Une intéressante liste des outils en ligne considérés comme “social media”. Une vue américano centrée mais un listing plus complet que tous ceux croisés jusque-là :
>List Of Top Social Media Network Sites
Sur le même sujet : Royal Pingdom s’est livré à un exercice fort intéressant : regarder, de plus près, quel a été le choix de plateforme de blogs des 100 blogs les plus liées, lues et “réputés” (aux Etats-Unis). Je vous le fait façon Julien Lepers : “ma communauté représente plus de 26 millions d’individus convertis à l’open source, 27% des Top Blogs m’ont choisi comme interface de publication, je suis gratuit, je suis libre, je suis LeMonde et ses blogs, je vais exploser Facebook dans les années qui viennent… je suis ? je suis ??

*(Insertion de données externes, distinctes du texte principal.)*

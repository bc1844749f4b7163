use anyhow::{Context, Result, bail};
use figment::Figment;
use figment::providers::{Env, Format, Json, Toml, Yaml};

use super::{ConfigFormat, WordfreqConfig};

// Embed the default config at compile time
const DEFAULT_CONFIG: &str = include_str!("../../default-config.toml");

const ENV_PREFIX: &str = "WORDFREQ_";

impl WordfreqConfig {
    /// Load the layered configuration.
    ///
    /// Priority, lowest first: embedded defaults, user config, repository
    /// config, `custom_config`, then `WORDFREQ_` environment variables.
    pub fn load(custom_config: Option<&str>) -> Result<Self> {
        tracing::trace!("CONFIG LOAD: Starting");

        let mut figment = Figment::new()
            .merge(Toml::string(DEFAULT_CONFIG))
            // User config - support multiple formats
            .merge(Toml::file(format!("{}.toml", Self::user_config_base_path())))
            .merge(Json::file(format!("{}.json", Self::user_config_base_path())))
            .merge(Yaml::file(format!("{}.yaml", Self::user_config_base_path())))
            // Repository config - support multiple formats
            .merge(Toml::file("wordfreq.toml"))
            .merge(Json::file("wordfreq.json"))
            .merge(Yaml::file("wordfreq.yaml"));

        if let Some(path) = custom_config {
            if !std::path::Path::new(path).is_file() {
                bail!("Config file not found: {}", path);
            }
            tracing::trace!("CONFIG LOAD: Applying custom config {}", path);
            figment = match ConfigFormat::from_path(path) {
                ConfigFormat::Json => figment.merge(Json::file(path)),
                ConfigFormat::Yaml => figment.merge(Yaml::file(path)),
                ConfigFormat::Toml => figment.merge(Toml::file(path)),
            };
        }

        // Environment variables always have highest priority
        figment = figment.merge(Env::prefixed(ENV_PREFIX).split("__"));

        Self::from_figment(figment)
    }

    /// Extract and validate a configuration from an already-built figment
    pub fn from_figment(figment: Figment) -> Result<Self> {
        let config: WordfreqConfig = figment
            .extract()
            .context("Failed to parse wordfreq configuration")?;
        config.validate()?;

        tracing::trace!("CONFIG LOAD: Final counter settings = {:?}", config.counter);
        Ok(config)
    }

    /// The embedded defaults as a figment, for callers layering their own sources
    pub fn defaults_figment() -> Figment {
        Figment::new().merge(Toml::string(DEFAULT_CONFIG))
    }

    fn user_config_base_path() -> String {
        match std::env::var("HOME") {
            Ok(home) => format!("{}/.config/wordfreq/config", home),
            Err(_) => "~/.config/wordfreq/config".to_string(),
        }
    }
}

> les plateformes des blogs du top 100 selon Technorati
About Obama :
Benoit Thieulin revient sur la campagne Obama, et insiste : “nous pouvons le faire”. Ce que je confirme. Un article sur Médiapart, non payant. Et une analyse que je rejoins… Rdv dans quelques jours.

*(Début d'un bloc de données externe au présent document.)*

//! Console output for wordfreq
//!
//! Styled status messages plus the execution record and history blocks
//! printed by `wordfreq count`.

use console::style;

use crate::counter::{ExecutionHistory, ExecutionRecord, RankedEntry};

const RULE_WIDTH: usize = 79;

/// Output handler for consistent CLI formatting
pub struct Output {
    verbose: bool,
    quiet: bool,
}

impl Output {
    pub fn new(verbose: bool, quiet: bool) -> Self {
        Self { verbose, quiet }
    }

    pub fn is_quiet(&self) -> bool {
        self.quiet
    }

    /// Print a success message
    pub fn success(&self, message: &str) {
        if !self.quiet {
            println!("{} {}", style("✔").green(), message);
        }
    }

    /// Print an error message
    pub fn error(&self, message: &str) {
        // Errors are always shown, even in quiet mode
        eprintln!("{} {}", style("✖").red(), message);
    }

    pub fn warning(&self, message: &str) {
        if !self.quiet {
            println!("{} {}", style("⚠").yellow(), message);
        }
    }

    pub fn info(&self, message: &str) {
        if !self.quiet {
            println!("{} {}", style("ℹ").blue(), message);
        }
    }

    /// Print a verbose message (only if verbose mode is enabled)
    pub fn verbose(&self, message: &str) {
        if self.verbose && !self.quiet {
            println!("{} {}", style("ℹ").dim(), style(message).dim());
        }
    }

    pub fn step(&self, step: &str) {
        if !self.quiet {
            println!("{} {}", style("❯").cyan(), step);
        }
    }

    pub fn blank_line(&self) {
        if !self.quiet {
            println!();
        }
    }

    /// Print a key-value pair with consistent styling
    pub fn key_value(&self, key: &str, value: &str, highlight: bool) {
        if !self.quiet {
            let styled_value = if highlight {
                style(value).green().bold()
            } else {
                style(value).white()
            };
            println!("  {:<18}{}", style(key).dim(), styled_value);
        }
    }

    /// Print a `### TITLE ####...` banner
    pub fn banner(&self, title: &str) {
        if !self.quiet {
            println!("{}", style(banner_line(title)).bold().cyan());
        }
    }

    fn rule(&self) {
        if !self.quiet {
            println!("{}", style("#".repeat(RULE_WIDTH)).cyan());
        }
    }

    /// Print one execution record inside its own banner
    pub fn execution(&self, record: &ExecutionRecord) {
        self.banner("EXECUTION INFO");
        self.record_fields(record);
        self.rule();
        self.blank_line();
    }

    /// Print every record of the history followed by per-mode averages
    pub fn history(&self, history: &ExecutionHistory) {
        self.banner("HISTORIC OF EXECUTIONS");
        for record in history.records() {
            self.record_fields(record);
            self.rule();
        }
        self.blank_line();

        self.banner("AVERAGE EXECUTION TIME");
        for summary in history.summary().modes {
            self.key_value(
                &format!("{} average:", summary.mode),
                &format!(
                    "{} seconds ({} run{})",
                    format_seconds(summary.average_ms),
                    summary.runs,
                    if summary.runs == 1 { "" } else { "s" }
                ),
                false,
            );
        }
        self.rule();
    }

    fn record_fields(&self, record: &ExecutionRecord) {
        self.key_value("Execution ID:", &record.id().to_string(), false);
        self.key_value("Execution type:", record.mode().as_str(), false);
        self.key_value("Number of files:", &record.file_count().to_string(), false);
        self.key_value("Size of files:", &format!("{}kb", record.file_size_kb()), false);
        self.key_value(
            "Execution time:",
            &format!("{} seconds", format_seconds(record.duration_ms())),
            true,
        );
        self.key_value("Most used words:", &format_entries(record.top_words()), false);
        self.key_value("Less used words:", &format_entries(record.bottom_words()), false);
    }
}

/// Milliseconds as seconds with three decimals
pub fn format_seconds(duration_ms: u64) -> String {
    format!("{:.3}", duration_ms as f64 / 1000.0)
}

/// `[a=3, b=2]`
pub fn format_entries(entries: &[RankedEntry]) -> String {
    let joined = entries
        .iter()
        .map(ToString::to_string)
        .collect::<Vec<_>>()
        .join(", ");
    format!("[{joined}]")
}

fn banner_line(title: &str) -> String {
    let head = format!("### {title} ");
    let fill = RULE_WIDTH.saturating_sub(head.chars().count());
    format!("{head}{}", "#".repeat(fill))
}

> Mybarackobama.FR ? French can do it !
Sur le même sujet : Suite au voyage d’étude de TerraNova en terre Obamesque (rapport qui est aussi riche de boulettes qu’en info - sans doute rédigé un peu vite et intoxiqué par le storytelling des spin doctors démocrates) iPol a réalisé une vidéo, plutôt bien montée, recoupant interviews et images “d’archives” afin de synthétiser ce qui a été la stratégie, les outils et les hommes derrière cette campagne historique. Un mot pour résumer cela : “Grass roots” !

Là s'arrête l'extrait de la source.